The script works perfectly, first causing the system to ask permission to authorize “Usable Keychain Scripting” to access the keychain item, and then returning the expected password string. This got me thinking, is it possible I’ve somehow got Keychain Accessing refuse access only to Safari?

When I look at the “Access Controls” for the affected keychain item, it lists Safari as one of the permitted apps. What the hell, I think. I’ll remove it from the list, and then re-add it. To try to “dislodge” something. Confoundingly, everytime I try to add it, it just silently fails to appear in the list. I am able to add any other app without an issue.

As a quick check, I change the setting to “Allow all applications to access this item,” and save the changes. When I return to Safari and type in the login name, it instantly fills in the password for me.

My system has a functional keychain but Safari seems unable to be authorized to access it, either on a one-time basis or as a “always allow” permission. I finally got the clever idea to look at /var/log/secure.log, which frankly, I should have done about 5 hours earlier. What’s this?

com.apple.SecurityServer[33]: suppressing keychain prompt
for invalidly signed client /Applications/Safari.app(2938)

Aha! So that would explain it. Funny, I don’t remember tweaking anything inside the Safari application bundle, but this is certainly a very real example of how a broken code signature on Mac OS X can cause extremely subtle, hard to track-down “bugs.” I re-signed the applicaton on my own:

codesign -f -s - /Applications/Safari.app

When I reopened the app, and went to PayPal’s site, voila! It prompted me for permission, I approved, and now everything is back to normal.

I examined the Safari.app bundle contents to try to remember what I might have tweaked. Then my memory was jogged. I had opened and edited Safari’s Info.plist file to play around with some settings. Don’t ask, it’s an even longer story than this.

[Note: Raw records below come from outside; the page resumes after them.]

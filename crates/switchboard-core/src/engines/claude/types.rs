//! Wire types for Claude's `stream-json` output.
//!
//! Each stdout line is one JSON object with a `type` discriminator:
//!
//! ```json
//! {"type":"assistant","session_id":"sess-123","message":{"id":"msg_1","role":"assistant","content":[...],"stop_reason":null}}
//! ```
//!
//! Records and content blocks are internally tagged enums, so an unexpected
//! shape fails to deserialize instead of silently yielding empty fields.

use serde::Deserialize;
use serde_json::Value;

#[derive(Debug, Clone, Deserialize)]
#[serde(tag = "type", rename_all = "snake_case")]
pub enum ClaudeRecord {
    System {
        #[serde(default)]
        subtype: Option<String>,
        #[serde(default)]
        session_id: Option<String>,
        #[serde(default)]
        model: Option<String>,
    },
    Assistant {
        message: ClaudeMessage,
        /// Set on messages produced by a sub-agent (Task tool).
        #[serde(default)]
        parent_tool_use_id: Option<String>,
    },
    User {
        message: ClaudeMessage,
    },
    Result {
        #[serde(default)]
        subtype: Option<String>,
        #[serde(default)]
        is_error: bool,
        #[serde(default)]
        result: Option<String>,
        #[serde(default)]
        total_cost_usd: Option<f64>,
        #[serde(default)]
        usage: Option<ClaudeUsage>,
    },
    #[serde(other)]
    Unknown,
}

#[derive(Debug, Clone, Deserialize)]
pub struct ClaudeMessage {
    #[serde(default)]
    pub id: Option<String>,
    #[serde(default)]
    pub role: Option<String>,
    pub content: MessageContent,
    /// Non-null once the message is complete.
    #[serde(default)]
    pub stop_reason: Option<String>,
    #[serde(default)]
    pub usage: Option<ClaudeUsage>,
}

/// User messages may carry a bare string instead of a block list.
#[derive(Debug, Clone, Deserialize)]
#[serde(untagged)]
pub enum MessageContent {
    Text(String),
    Blocks(Vec<ClaudeContentBlock>),
}

#[derive(Debug, Clone, Deserialize)]
#[serde(tag = "type", rename_all = "snake_case")]
pub enum ClaudeContentBlock {
    Text {
        text: String,
    },
    Thinking {
        #[serde(default)]
        thinking: String,
    },
    ToolUse {
        id: String,
        name: String,
        #[serde(default)]
        input: Value,
    },
    ToolResult {
        tool_use_id: String,
        #[serde(default)]
        content: Value,
        #[serde(default)]
        is_error: bool,
    },
    #[serde(other)]
    Other,
}

#[derive(Debug, Clone, Copy, Default, Deserialize)]
#[serde(default)]
pub struct ClaudeUsage {
    pub input_tokens: u64,
    pub output_tokens: u64,
    pub cache_read_input_tokens: u64,
    pub cache_creation_input_tokens: u64,
}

I take full responsibility for getting myself into this mess. I’ll certainly be more careful in the future to consider the implications of breaking code signatures on apps. However, I do think that the failure behavior could have been more informative. That NSLog I found in the console about refusing to prompt the user because of a broken code signature, could have been presented as a dialog that would instantly inform the user something is fishy. If my copy of Safari actually had been compromised by a nefarious individual, I wouldn’t have thought twice about continuing to enter my passwords and trying my damnedest to get Keychain to share my passwords with the compromised application.

I’m tracking down a mysterious behavior of Safari in Lion, where it seems to fail to enter my password for logins that I’ve saved to the keychain. In the process of looking into this, I noticed that “Keychain Scripting” has mysteriously disappeared from Lion. As far as I can tell you must copy Apple’s scripting addition from Snow Leopard in order to keep using it.

On the other hand, I wrote an alternative years ago, called Usable Keychain Scripting. Its main advantage over Apple’s implementation is that it is (or at least, was) enormously faster. Today I updated the app to be 64-bit compatible and to fix a pernicious bug in which the password value returned for a keychain item would sometimes have garbage appended to the end of it.

Download Usable Keychain Scripting 1.0b4

This is not a supported product, and your success with it may vary. But it has been very handy in the past for me, and hopefully it will come in handy for you if you need to script the keychain.